1. Developing A Network Monitoring Tool Using CISCO NetFlow : Part 1
2. Developing A Network Monitoring Tool Using CISCO NetFlow: 2 – Analysis and Design
3. Developing A Network Monitoring Tool Using CISCO NetFlow: 3 – Implementation 1
4. Developing A Network Monitoring Tool Using CISCO NetFlow: 4 – Implementation 2
Implementation of The Remote Logging and Administration System
When the user enters an IP address of the local network, the tool checks whether the host is up or not using ICMP echo request. If it is reachable, the tool opens a TCP socket connection to the client and send a message to open a new TCP connection to the server. The new TCP connection is used to get access for remote logging system.
The client captures the screen for every 50 milliseconds and sends it to the server to display the client screen, through an opened TCP socket connection. Increasing the time period will reduce the bandwidth usage, but the quality of service remote desktop view may low.
Controlling the mouse and the keyboard of the client was a real challenge. The author chose a number of mouse and keyboard actions. Numbers and related action combinations as follows.
- 1 for mouse press
- 2 for mouse release
- 3 for a keypress
- 4 for a key release
- 5 for mouse movement
Mouse movements use X and Y coordinate to relocate mouse pointer.
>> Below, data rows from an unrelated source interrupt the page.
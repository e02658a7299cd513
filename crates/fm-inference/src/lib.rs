//! `fm-inference` — delegate the migrate / don't-migrate question to a
//! remote model.
//!
//! # Crate layout
//!
//! | Module       | Contents                                                   |
//! |--------------|------------------------------------------------------------|
//! | [`features`] | `FeatureVector` (in memory), `WireFeatures` (JSON payload) |
//! | [`advisor`]  | `MigrationAdvisor` trait                                   |
//! | [`client`]   | `HttpAdvisor` — blocking `reqwest` client                  |
//! | [`config`]   | `InferenceConfig` (defaults, environment overrides)        |
//! | [`error`]    | `InferenceError`, `InferenceResult<T>`                     |
//! | [`testing`]  | one-shot HTTP stub (feature `testing`)                     |
//!
//! # Protocol
//!
//! One `POST` of a JSON object with nine PascalCase fields per call.  The
//! service answers `{"shouldMigrate": <bool>}`.  Any other outcome (a status
//! other than 200, unreadable body, missing or non-boolean field, timeout) is an
//! error; callers decide what an error means for the verdict.

pub mod advisor;
pub mod client;
pub mod config;
pub mod error;
pub mod features;
#[cfg(any(test, feature = "testing"))]
pub mod testing;


pub use advisor::MigrationAdvisor;
pub use client::HttpAdvisor;
pub use config::{ENV_TIMEOUT_MS, ENV_URL, InferenceConfig};
pub use error::{InferenceError, InferenceResult};
pub use features::{FeatureVector, WireFeatures};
When the user from the server-side does actions as mentioned above, the tool will send related values to the client and adjust the mouse or keyboard of the client accordingly using the Java Robot class. For example, if the user moves mouse for (50, 40) location, the tool sends values of 5 (for mouse movement action) 50 (for the X-axis) and 40 (for the Y-axis) to the client.
Problems, limitations and Solutions
When the author coding this increment, the major problem was to handle the mouse and the keyboard remotely. The solution was to use methods of Java Robot class such as mousePress, mouseMove, mouseRelease, keyPress, keyRelease etc.
Possible Future Developments
This increment was completed as in the project proposal, in a given time period. But using more time period, following future increments can be done.
- Remote Alerting System
- If there is any prohibited activity doing on the remote client, the server user/system admin can warn the user by sending the alert messages. Because this tool can use to see remote desktop and monitoring processes are doing in the meantime. This development can be done easily. Because there is already established TCP socket connection to the client, the tool can send alert messages using the same connection.
- Chatting system
- The process of the coating system is also achieved the same as above.